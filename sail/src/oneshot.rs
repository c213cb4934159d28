//! One-shot convenience operations: probe, read, write.
//!
//! Each call composes start, one frame, and stop, with the first error
//! preserved and resources released on every path.

use std::path::Path;

use sail_codecs::WriteOptions;
use sail_core::{Error, FileStream, Image, ImageHeader, IoStream, MemReader, MemWriter, Result};
use sail_plugin::{CodecRecord, Registry};

use crate::input::ImageInput;
use crate::output::ImageOutput;

fn probe_stream<'r>(
    io: &mut dyn IoStream,
    registry: &'r Registry,
) -> Result<(ImageHeader, &'r CodecRecord)> {
    let record = registry
        .by_magic(io)?
        .ok_or_else(|| Error::PluginNotFound("stream content".into()))?;

    let codec = record.instance()?;
    let header = codec
        .probe(io)?
        .ok_or_else(|| Error::CorruptedImage("codec failed to parse the header".into()))?;

    Ok((header, record))
}

/// Probe a file: resolve the codec from the content and return the first
/// frame header without decoding pixels.
pub fn probe_path(path: impl AsRef<Path>) -> Result<(ImageHeader, &'static CodecRecord)> {
    let mut io = FileStream::open(path)?;
    probe_stream(&mut io, Registry::global())
}

/// Probe a memory buffer.
pub fn probe_mem(data: &[u8]) -> Result<(ImageHeader, &'static CodecRecord)> {
    let mut io = MemReader::new(data);
    probe_stream(&mut io, Registry::global())
}

/// Probe a caller-supplied stream. The stream position is restored.
pub fn probe_io(io: &mut dyn IoStream) -> Result<(ImageHeader, &'static CodecRecord)> {
    probe_stream(io, Registry::global())
}

fn finish_read(input: &mut ImageInput<'_>) -> Result<Image> {
    match input.next_frame() {
        Ok(image) => input.stop().map(|()| image),
        Err(error) => {
            let _ = input.stop();
            Err(error)
        }
    }
}

/// Decode the first frame of a file.
pub fn read_path(path: impl AsRef<Path>) -> Result<Image> {
    read_path_with(path, None)
}

/// Decode the first frame of a file with an explicit codec.
pub fn read_path_with(path: impl AsRef<Path>, codec: Option<&CodecRecord>) -> Result<Image> {
    let mut input = ImageInput::new();
    input.start_path_with(path, codec, None)?;
    finish_read(&mut input)
}

/// Decode the first frame of a memory buffer. The caller keeps ownership
/// of the buffer.
pub fn read_mem(data: &[u8]) -> Result<Image> {
    read_mem_with(data, None)
}

/// Decode the first frame of a memory buffer with an explicit codec.
pub fn read_mem_with(data: &[u8], codec: Option<&CodecRecord>) -> Result<Image> {
    let mut input = ImageInput::new();
    input.start_mem_with(data, codec, None)?;
    finish_read(&mut input)
}

/// Decode the first frame of a caller-supplied stream.
pub fn read_io(io: &mut dyn IoStream, codec: Option<&CodecRecord>) -> Result<Image> {
    let mut input = ImageInput::new();
    input.start_io_with(io, codec, None)?;
    finish_read(&mut input)
}

fn finish_write(output: &mut ImageOutput<'_>, image: &Image) -> Result<usize> {
    match output.next_frame(image) {
        Ok(()) => output.stop(),
        Err(error) => {
            let _ = output.stop();
            Err(error)
        }
    }
}

/// Encode an image to a file, resolving the codec from the path
/// extension. Returns the byte count written.
pub fn write_path(path: impl AsRef<Path>, image: &Image) -> Result<usize> {
    write_path_with(path, image, None, None)
}

/// Encode an image to a file with an explicit codec and/or options.
pub fn write_path_with(
    path: impl AsRef<Path>,
    image: &Image,
    codec: Option<&CodecRecord>,
    options: Option<WriteOptions>,
) -> Result<usize> {
    let mut output = ImageOutput::new();
    output.start_path_with(path, codec, options)?;
    finish_write(&mut output, image)
}

/// Encode an image into a fresh buffer.
pub fn write_mem(image: &Image, codec: &CodecRecord) -> Result<Vec<u8>> {
    write_mem_with(image, codec, None)
}

/// Encode an image into a fresh buffer with options.
pub fn write_mem_with(
    image: &Image,
    codec: &CodecRecord,
    options: Option<WriteOptions>,
) -> Result<Vec<u8>> {
    let mut output = ImageOutput::new();
    output.start_mem_with(codec, options)?;
    finish_write(&mut output, image)?;
    Ok(output.take_buffer().unwrap_or_default())
}

/// Encode an image into a caller-supplied fixed buffer. Returns the byte
/// count written; the buffer is never touched past that count.
pub fn write_mem_into(buf: &mut [u8], image: &Image, codec: &CodecRecord) -> Result<usize> {
    let mut sink = MemWriter::fixed(buf.len());

    let (frame_result, stop_result) = {
        let mut output = ImageOutput::new();
        output.start_io(&mut sink, codec)?;
        let frame_result = output.next_frame(image);
        let stop_result = output.stop();
        (frame_result, stop_result)
    };

    let bytes = sink.into_inner();
    let written = bytes.len().min(buf.len());
    buf[..written].copy_from_slice(&bytes[..written]);

    frame_result?;
    stop_result.map(|_| written)
}

#[cfg(test)]
mod tests {
    use super::*;
    use sail_core::PixelFormat;

    fn rgb_image() -> Image {
        let mut image = Image::new(4, 3, PixelFormat::Rgb24).unwrap();
        for (i, byte) in image.pixels_mut().iter_mut().enumerate() {
            *byte = (i % 251) as u8;
        }
        image
    }

    #[test]
    fn test_read_write_path_round_trip() {
        let dir = tempfile::tempdir().unwrap();
        let path = dir.path().join("frame.ppm");

        let original = rgb_image();
        let written = write_path(&path, &original).unwrap();
        assert_eq!(written, std::fs::metadata(&path).unwrap().len() as usize);

        let decoded = read_path(&path).unwrap();
        assert_eq!(decoded.pixels(), original.pixels());
    }

    #[test]
    fn test_probe_matches_read() {
        let registry = Registry::global();
        let codec = registry.by_name("pnm").unwrap();
        let encoded = write_mem(&rgb_image(), codec).unwrap();

        let (header, record) = probe_mem(&encoded).unwrap();
        assert_eq!(header.width, 4);
        assert_eq!(header.height, 3);
        assert_eq!(header.pixel_format, PixelFormat::Rgb24);
        assert!(record.metadata().description.contains("Portable"));
    }

    #[test]
    fn test_probe_unknown_content() {
        let err = probe_mem(b"not an image at all").unwrap_err();
        assert!(matches!(err, Error::PluginNotFound(_)));
    }

    #[test]
    fn test_write_mem_into_truncates_at_capacity() {
        let registry = Registry::global();
        let codec = registry.by_name("pnm").unwrap();

        let mut buf = [0xAAu8; 16];
        let err = write_mem_into(&mut buf, &rgb_image(), codec).unwrap_err();
        assert!(matches!(err, Error::ShortWrite { .. }));

        // The buffer holds only what was actually written.
        assert!(buf.starts_with(b"P6\n"));
    }

    #[test]
    fn test_write_path_unknown_extension() {
        let dir = tempfile::tempdir().unwrap();
        let err = write_path(dir.path().join("image.xyz"), &rgb_image()).unwrap_err();
        assert!(matches!(err, Error::PluginNotFound(_)));
    }
}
______
Action item ▸
Filter the records above and return every line that holds the word "static".

Solution ▸
pub fn probe_path(path: impl AsRef<Path>) -> Result<(ImageHeader, &'static CodecRecord)> {
pub fn probe_mem(data: &[u8]) -> Result<(ImageHeader, &'static CodecRecord)> {
pub fn probe_io(io: &mut dyn IoStream) -> Result<(ImageHeader, &'static CodecRecord)> {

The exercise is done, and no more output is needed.